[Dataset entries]
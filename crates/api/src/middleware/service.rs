//! Service-role extractor for privileged endpoints.

use axum::extract::FromRequestParts;
use axum::http::request::Parts;
use gravekeeper_core::error::CoreError;
use sha2::{Digest, Sha256};

use crate::error::AppError;
use crate::state::AppState;

/// Header carrying the service-role key.
pub const SERVICE_KEY_HEADER: &str = "x-service-key";

/// Marker extractor: the request presented the configured service-role key.
///
/// Ordinary user sessions never hold this key, so handlers taking it are
/// unreachable from the client application.
#[derive(Debug, Clone, Copy)]
pub struct RequireServiceRole;

impl FromRequestParts<AppState> for RequireServiceRole {
    type Rejection = AppError;

    async fn from_request_parts(
        parts: &mut Parts,
        state: &AppState,
    ) -> Result<Self, Self::Rejection> {
        let Some(expected) = state.config.service_role_key.as_deref() else {
            return Err(AppError::Core(CoreError::Forbidden(
                "Service role is not configured".into(),
            )));
        };

        let presented = parts
            .headers
            .get(SERVICE_KEY_HEADER)
            .and_then(|v| v.to_str().ok())
            .ok_or_else(|| {
                AppError::Core(CoreError::Unauthorized(format!(
                    "Missing {SERVICE_KEY_HEADER} header"
                )))
            })?;

        // Compare digests so the comparison time does not depend on the
        // length of the matching prefix.
        if Sha256::digest(presented.as_bytes()) != Sha256::digest(expected.as_bytes()) {
            return Err(AppError::Core(CoreError::Forbidden(
                "Service role required".into(),
            )));
        }

        Ok(RequireServiceRole)
    }
}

Work item:
Keep only the lines from the one containing "impl FromRequestParts<AppState> for" through the final line of the records, and transcribe them exactly.

Result:
impl FromRequestParts<AppState> for RequireServiceRole {
    type Rejection = AppError;

    async fn from_request_parts(
        parts: &mut Parts,
        state: &AppState,
    ) -> Result<Self, Self::Rejection> {
        let Some(expected) = state.config.service_role_key.as_deref() else {
            return Err(AppError::Core(CoreError::Forbidden(
                "Service role is not configured".into(),
            )));
        };

        let presented = parts
            .headers
            .get(SERVICE_KEY_HEADER)
            .and_then(|v| v.to_str().ok())
            .ok_or_else(|| {
                AppError::Core(CoreError::Unauthorized(format!(
                    "Missing {SERVICE_KEY_HEADER} header"
                )))
            })?;

        // Compare digests so the comparison time does not depend on the
        // length of the matching prefix.
        if Sha256::digest(presented.as_bytes()) != Sha256::digest(expected.as_bytes()) {
            return Err(AppError::Core(CoreError::Forbidden(
                "Service role required".into(),
            )));
        }

        Ok(RequireServiceRole)
    }
}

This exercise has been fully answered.